DESCRIPTION OF THE TASK
Take each line below that has "ThroughputSummary" and copy it.

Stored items
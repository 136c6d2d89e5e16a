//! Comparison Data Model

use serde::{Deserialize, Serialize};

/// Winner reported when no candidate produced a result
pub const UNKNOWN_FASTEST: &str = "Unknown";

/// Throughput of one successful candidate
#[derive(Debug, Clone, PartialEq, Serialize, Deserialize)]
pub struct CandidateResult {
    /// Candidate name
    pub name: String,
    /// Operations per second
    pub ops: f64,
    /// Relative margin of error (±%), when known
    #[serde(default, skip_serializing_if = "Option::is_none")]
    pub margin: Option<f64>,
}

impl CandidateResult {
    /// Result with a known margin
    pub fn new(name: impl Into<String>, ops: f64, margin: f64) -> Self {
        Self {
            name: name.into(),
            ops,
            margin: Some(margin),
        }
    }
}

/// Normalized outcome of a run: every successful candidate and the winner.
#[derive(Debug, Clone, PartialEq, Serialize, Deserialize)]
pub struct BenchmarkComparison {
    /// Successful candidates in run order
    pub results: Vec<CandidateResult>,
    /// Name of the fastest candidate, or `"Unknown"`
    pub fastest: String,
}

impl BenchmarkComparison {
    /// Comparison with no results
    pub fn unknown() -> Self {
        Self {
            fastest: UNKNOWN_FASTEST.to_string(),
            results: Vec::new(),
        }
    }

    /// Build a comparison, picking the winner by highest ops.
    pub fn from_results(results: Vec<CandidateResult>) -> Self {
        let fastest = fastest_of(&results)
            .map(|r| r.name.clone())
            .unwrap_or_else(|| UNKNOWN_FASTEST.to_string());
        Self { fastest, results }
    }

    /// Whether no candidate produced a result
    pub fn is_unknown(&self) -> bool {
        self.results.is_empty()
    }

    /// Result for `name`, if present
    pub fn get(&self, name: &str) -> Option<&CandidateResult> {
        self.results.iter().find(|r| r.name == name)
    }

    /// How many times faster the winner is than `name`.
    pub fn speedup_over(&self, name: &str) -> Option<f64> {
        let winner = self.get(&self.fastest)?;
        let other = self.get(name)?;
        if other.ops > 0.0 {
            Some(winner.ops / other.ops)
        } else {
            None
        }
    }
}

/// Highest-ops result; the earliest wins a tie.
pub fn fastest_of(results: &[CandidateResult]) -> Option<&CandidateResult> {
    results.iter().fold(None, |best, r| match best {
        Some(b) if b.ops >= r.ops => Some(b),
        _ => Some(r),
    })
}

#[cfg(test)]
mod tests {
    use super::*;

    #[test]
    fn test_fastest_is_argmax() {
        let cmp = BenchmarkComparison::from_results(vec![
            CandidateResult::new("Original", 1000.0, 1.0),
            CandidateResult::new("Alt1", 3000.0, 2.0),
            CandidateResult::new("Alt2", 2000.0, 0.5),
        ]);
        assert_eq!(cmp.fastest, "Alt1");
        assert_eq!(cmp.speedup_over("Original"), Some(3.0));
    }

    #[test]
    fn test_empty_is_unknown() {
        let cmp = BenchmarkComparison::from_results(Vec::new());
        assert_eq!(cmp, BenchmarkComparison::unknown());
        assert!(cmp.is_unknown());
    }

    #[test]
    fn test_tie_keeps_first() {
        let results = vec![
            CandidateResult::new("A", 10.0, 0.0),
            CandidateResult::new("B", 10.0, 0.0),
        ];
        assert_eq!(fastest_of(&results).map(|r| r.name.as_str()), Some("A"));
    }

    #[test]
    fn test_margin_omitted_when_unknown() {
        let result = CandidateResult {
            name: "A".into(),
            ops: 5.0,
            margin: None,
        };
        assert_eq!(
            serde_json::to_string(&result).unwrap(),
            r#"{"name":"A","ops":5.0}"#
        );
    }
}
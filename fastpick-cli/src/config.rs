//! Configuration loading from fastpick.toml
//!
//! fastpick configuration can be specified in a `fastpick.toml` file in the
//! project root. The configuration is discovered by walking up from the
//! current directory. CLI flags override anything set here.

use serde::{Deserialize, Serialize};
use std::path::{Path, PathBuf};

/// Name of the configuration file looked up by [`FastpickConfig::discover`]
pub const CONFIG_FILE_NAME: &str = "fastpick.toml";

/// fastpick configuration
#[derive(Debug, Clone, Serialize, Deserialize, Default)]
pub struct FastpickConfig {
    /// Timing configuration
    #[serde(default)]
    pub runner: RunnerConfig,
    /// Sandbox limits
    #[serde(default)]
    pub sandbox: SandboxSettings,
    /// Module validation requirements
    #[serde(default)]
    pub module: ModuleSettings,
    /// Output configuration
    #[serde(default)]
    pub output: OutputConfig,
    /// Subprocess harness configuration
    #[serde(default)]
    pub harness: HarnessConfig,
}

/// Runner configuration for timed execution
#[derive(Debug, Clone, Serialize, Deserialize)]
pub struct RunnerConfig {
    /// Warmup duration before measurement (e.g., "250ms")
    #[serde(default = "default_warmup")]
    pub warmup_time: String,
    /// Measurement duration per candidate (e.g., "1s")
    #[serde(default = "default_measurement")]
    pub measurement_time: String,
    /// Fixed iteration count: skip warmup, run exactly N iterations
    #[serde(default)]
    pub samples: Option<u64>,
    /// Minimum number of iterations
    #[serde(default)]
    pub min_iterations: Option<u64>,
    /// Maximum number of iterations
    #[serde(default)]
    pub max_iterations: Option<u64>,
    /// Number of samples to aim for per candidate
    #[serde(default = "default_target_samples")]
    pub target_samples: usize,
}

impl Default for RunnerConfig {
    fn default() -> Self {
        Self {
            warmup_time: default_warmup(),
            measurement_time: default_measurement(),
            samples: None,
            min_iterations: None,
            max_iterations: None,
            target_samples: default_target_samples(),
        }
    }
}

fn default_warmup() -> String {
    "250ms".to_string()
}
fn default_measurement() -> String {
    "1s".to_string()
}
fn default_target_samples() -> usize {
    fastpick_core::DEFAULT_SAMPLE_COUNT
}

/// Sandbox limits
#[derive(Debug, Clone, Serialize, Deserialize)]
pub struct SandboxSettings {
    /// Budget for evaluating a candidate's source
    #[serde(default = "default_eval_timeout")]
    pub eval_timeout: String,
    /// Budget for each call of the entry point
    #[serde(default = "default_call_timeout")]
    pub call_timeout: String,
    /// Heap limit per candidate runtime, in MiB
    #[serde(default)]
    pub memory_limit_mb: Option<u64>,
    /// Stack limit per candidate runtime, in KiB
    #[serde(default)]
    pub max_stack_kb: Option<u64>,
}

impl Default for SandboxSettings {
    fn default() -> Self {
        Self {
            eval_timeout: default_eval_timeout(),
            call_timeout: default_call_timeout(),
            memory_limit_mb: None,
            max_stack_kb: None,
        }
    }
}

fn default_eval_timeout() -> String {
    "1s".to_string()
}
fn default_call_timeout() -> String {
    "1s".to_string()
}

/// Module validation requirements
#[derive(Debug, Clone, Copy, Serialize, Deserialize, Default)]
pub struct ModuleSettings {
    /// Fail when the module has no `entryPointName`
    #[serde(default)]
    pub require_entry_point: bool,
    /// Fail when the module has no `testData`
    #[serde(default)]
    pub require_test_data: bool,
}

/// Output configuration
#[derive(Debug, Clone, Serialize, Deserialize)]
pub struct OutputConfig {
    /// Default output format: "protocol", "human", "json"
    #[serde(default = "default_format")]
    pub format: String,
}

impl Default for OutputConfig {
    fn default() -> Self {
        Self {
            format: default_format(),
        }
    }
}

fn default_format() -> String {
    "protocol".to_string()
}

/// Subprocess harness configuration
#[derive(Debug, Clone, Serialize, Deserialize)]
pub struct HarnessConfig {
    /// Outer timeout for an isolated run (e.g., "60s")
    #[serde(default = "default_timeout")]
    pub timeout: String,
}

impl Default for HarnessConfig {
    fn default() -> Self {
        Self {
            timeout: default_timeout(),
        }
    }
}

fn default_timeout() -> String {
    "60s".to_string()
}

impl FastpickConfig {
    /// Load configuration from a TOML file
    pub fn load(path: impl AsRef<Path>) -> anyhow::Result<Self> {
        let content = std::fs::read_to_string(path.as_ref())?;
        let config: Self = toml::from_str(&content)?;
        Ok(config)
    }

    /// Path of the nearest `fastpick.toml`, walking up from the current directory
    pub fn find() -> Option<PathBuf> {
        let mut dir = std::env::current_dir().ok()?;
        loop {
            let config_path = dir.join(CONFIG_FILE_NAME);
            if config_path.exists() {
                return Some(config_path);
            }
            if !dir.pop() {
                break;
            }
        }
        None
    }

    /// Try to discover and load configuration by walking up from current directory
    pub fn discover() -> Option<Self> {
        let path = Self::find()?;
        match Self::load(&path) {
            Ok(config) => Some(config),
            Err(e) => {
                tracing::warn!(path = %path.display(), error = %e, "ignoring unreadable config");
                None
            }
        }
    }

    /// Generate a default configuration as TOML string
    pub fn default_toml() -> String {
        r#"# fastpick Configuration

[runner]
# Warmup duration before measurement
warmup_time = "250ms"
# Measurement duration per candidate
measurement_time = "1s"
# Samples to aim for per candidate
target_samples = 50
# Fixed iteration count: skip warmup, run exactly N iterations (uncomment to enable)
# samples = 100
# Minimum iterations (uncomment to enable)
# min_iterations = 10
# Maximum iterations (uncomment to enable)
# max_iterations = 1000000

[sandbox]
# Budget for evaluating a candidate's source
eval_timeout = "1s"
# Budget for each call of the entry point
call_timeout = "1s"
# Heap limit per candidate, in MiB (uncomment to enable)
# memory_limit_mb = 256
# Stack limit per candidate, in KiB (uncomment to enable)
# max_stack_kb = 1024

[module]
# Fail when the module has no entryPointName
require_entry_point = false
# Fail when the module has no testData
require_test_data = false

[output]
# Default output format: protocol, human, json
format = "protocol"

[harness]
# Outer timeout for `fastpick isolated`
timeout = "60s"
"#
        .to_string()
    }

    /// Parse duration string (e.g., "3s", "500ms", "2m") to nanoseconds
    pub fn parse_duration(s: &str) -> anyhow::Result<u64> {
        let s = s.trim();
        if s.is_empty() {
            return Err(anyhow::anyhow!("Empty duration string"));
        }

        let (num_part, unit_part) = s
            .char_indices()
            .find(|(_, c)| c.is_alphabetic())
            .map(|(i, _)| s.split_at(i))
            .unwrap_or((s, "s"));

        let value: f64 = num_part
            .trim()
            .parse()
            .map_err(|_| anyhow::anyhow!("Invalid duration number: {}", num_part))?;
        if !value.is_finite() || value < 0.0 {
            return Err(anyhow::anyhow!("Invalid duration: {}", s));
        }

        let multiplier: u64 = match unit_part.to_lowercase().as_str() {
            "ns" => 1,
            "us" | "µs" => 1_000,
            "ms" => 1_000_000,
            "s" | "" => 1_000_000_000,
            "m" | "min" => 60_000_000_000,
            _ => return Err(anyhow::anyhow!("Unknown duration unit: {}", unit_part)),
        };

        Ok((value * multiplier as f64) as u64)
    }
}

---

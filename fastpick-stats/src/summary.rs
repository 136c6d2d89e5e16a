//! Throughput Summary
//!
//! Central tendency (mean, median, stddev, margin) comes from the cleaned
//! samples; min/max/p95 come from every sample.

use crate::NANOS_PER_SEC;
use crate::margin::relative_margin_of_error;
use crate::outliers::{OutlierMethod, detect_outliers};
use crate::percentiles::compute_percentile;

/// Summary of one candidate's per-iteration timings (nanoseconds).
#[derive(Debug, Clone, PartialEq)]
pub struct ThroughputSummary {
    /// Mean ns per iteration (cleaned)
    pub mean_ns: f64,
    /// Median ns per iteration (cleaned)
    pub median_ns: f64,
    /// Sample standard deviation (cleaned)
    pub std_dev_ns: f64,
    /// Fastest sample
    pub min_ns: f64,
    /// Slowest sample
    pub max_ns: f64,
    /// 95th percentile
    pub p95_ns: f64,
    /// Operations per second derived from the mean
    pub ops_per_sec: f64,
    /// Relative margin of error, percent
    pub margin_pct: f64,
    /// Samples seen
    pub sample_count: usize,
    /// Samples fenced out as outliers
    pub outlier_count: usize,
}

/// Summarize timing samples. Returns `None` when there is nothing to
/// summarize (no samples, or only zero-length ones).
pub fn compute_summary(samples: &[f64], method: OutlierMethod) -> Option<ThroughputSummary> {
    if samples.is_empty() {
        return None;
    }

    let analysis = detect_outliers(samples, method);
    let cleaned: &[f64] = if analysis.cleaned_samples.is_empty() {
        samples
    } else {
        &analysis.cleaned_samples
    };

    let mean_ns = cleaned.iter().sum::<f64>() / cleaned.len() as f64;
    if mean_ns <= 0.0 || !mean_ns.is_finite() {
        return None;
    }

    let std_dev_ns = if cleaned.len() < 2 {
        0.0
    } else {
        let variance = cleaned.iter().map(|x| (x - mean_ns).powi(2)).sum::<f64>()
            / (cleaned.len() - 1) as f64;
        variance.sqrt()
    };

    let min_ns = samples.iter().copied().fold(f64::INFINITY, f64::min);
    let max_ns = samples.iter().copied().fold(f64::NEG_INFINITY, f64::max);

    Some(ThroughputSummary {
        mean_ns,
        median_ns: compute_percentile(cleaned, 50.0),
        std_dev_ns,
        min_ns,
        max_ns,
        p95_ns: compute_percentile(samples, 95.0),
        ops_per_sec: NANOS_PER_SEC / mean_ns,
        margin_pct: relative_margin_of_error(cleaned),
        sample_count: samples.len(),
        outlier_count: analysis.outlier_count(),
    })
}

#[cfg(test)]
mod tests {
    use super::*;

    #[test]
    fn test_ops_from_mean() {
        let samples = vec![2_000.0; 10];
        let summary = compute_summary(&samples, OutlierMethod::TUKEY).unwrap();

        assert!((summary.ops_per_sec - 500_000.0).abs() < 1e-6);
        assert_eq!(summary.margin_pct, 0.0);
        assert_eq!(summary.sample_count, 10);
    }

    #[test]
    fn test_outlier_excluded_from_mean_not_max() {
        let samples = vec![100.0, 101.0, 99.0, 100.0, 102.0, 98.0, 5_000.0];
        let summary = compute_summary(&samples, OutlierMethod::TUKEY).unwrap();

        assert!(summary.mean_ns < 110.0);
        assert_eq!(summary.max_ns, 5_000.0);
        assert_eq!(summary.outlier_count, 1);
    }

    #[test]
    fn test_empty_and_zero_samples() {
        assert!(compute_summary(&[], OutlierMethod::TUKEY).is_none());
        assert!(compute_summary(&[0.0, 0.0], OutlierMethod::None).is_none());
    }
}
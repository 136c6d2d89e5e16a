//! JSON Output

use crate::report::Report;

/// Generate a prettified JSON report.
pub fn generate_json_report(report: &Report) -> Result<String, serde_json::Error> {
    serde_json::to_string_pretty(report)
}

TASK ANSWER
pub struct ThroughputSummary {
pub fn compute_summary(samples: &[f64], method: OutlierMethod) -> Option<ThroughputSummary> {
    Some(ThroughputSummary {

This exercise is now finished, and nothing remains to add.